The SmartPay Holdings Ltd (ASX: SMP) share price exploded late last year following an offer for its New Zealand (NZ) assets for NZ$70 million from Verifone, which is 1 of the 2 key payment service providers in NZ.
SmartPay stated that the proceeds of the NZ asset sale will be used to optimise the Australian business for accelerated growth, settle all banking facilities and provide a cash distribution to shareholders. With its NZ business attracting such a premium valuation and its Australian business now poised for additional funding, could SmartPay be an emerging payments solution to challenge the likes of Tyro Payments Ltd (ASX: TYR) and the big four banks?
A closer look at SmartPay
SmartPay is a payments solution provider with more than 25,000 merchants and a simple pricing method for Mastercard, Visa, Alipay and WeChat pay transactions. The company strives to give small business owners a deal that is better than the bank.

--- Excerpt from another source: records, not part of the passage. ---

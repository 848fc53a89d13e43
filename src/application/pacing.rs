// src/application/pacing.rs
use crate::application::error::{ApplicationError, ApplicationResult};
use async_trait::async_trait;
use std::fmt::Debug;
use std::time::Duration;
use tokio_util::sync::CancellationToken;
use tracing::trace;

/// Why the engine is waiting.
#[derive(Debug, Clone, Copy, PartialEq, Eq, Hash)]
pub enum PauseKind {
    /// Adaptive delay between two rows of a batch.
    Row,
    /// Backoff before retrying a transient failure.
    Retry,
    /// Fixed pause between batches.
    Batch,
    /// Long pause between mega-batches.
    MegaBatch,
}

/// Every wait of an import run goes through here.
///
/// A pause ends early with [`ApplicationError::Cancelled`] once the token fires.
#[async_trait]
pub trait Pacer: Send + Sync + Debug {
    async fn pause(
        &self,
        kind: PauseKind,
        duration: Duration,
        cancel: &CancellationToken,
    ) -> ApplicationResult<()>;
}

#[derive(Debug, Default, Clone, Copy)]
pub struct TokioPacer;

#[async_trait]
impl Pacer for TokioPacer {
    async fn pause(
        &self,
        kind: PauseKind,
        duration: Duration,
        cancel: &CancellationToken,
    ) -> ApplicationResult<()> {
        trace!("{:?} pause for {:?}", kind, duration);
        if cancel.is_cancelled() {
            return Err(ApplicationError::Cancelled);
        }
        if duration.is_zero() {
            return Ok(());
        }
        tokio::select! {
            biased;
            _ = cancel.cancelled() => Err(ApplicationError::Cancelled),
            _ = tokio::time::sleep(duration) => Ok(()),
        }
    }
}

/// Scale `base` by `factor`, clamped to `[floor, ceiling]`.
fn scale(base: Duration, factor: f64, floor: Duration, ceiling: Duration) -> Duration {
    let raw = base.as_secs_f64() * factor;
    // 0 * inf
    if raw.is_nan() {
        return floor;
    }
    Duration::from_secs_f64(raw.clamp(floor.as_secs_f64(), ceiling.as_secs_f64()))
}

/// `initial * multiplier^attempt`, capped at `max`.
pub fn backoff_delay(initial: Duration, multiplier: f64, max: Duration, attempt: u32) -> Duration {
    let exponent = i32::try_from(attempt).unwrap_or(i32::MAX);
    scale(initial, multiplier.powi(exponent), Duration::ZERO, max)
}

/// Per-run pacing value between rows.
///
/// Shrinks toward `floor` after each success and grows toward `ceiling`
/// after each failure.
#[derive(Debug, Clone, PartialEq)]
pub struct AdaptiveDelay {
    current: Duration,
    floor: Duration,
    ceiling: Duration,
    increase: f64,
    decrease: f64,
}

impl AdaptiveDelay {
    pub fn new(floor: Duration, ceiling: Duration, increase: f64, decrease: f64) -> Self {
        let ceiling = ceiling.max(floor);
        Self {
            current: floor,
            floor,
            ceiling,
            increase,
            decrease,
        }
    }

    pub fn current(&self) -> Duration {
        self.current
    }

    pub fn on_success(&mut self) {
        self.current = scale(self.current, self.decrease, self.floor, self.ceiling);
    }

    pub fn on_failure(&mut self) {
        // a zero floor would never grow multiplicatively
        let base = if self.current.is_zero() {
            Duration::from_millis(1).min(self.ceiling)
        } else {
            self.current
        };
        self.current = scale(base, self.increase, self.floor, self.ceiling);
    }
}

For the 6 months to 30 September 2019, the company generated a revenue of $13.4 million, a 32% increase on the prior period. Its Australian business is building momentum, contributing $3.8 million in revenue or a 530% increase on the prior period. Australia currently has an annualised run rate (as of late November) of over $12 million.
This compares to one of its competitors, Tyro Payments, which has more than 29,000 Australian merchants and processed more than $17.5 billion in transactions in FY19. The figures indicate that Tyro would typically have larger clients, whereas SmartPay is more SME orientated. It is worth noting that SmartPay has a market capitalisation of just $90 million, whereas Tyro's market capitalisation is more than $1.5 billion.
SmartPay's refocus on the Australian business has seen significant growth across all metrics. The business now has over 4,000 terminals, up from 2,200 at March 2019 and is processing more than $1 billion of EFTPOS transactions on an annualised basis. Monthly acquiring revenue has now exceeded $1 million, which is a clear indication that growth is being achieved.
The Australian business is still in its early days – the company aims to build further momentum by optimising a rapidly growing data set, which will allow it to price more accurately and focus on higher margin opportunities.
Foolish takeaway
SmartPay's Australian business is showing early signs of promise. The sale of its New Zealand business will help the company's balance sheet and refocus its attention and capability on Australia.
Smartpay shares are a higher risk opportunity as the company only has a market capitalisation of $90 million, so it may not be fit for the risk appetites and objectives of all investors. The SmartPay share price has held on to its gains from late last year and is currently trading for 50 cents per share.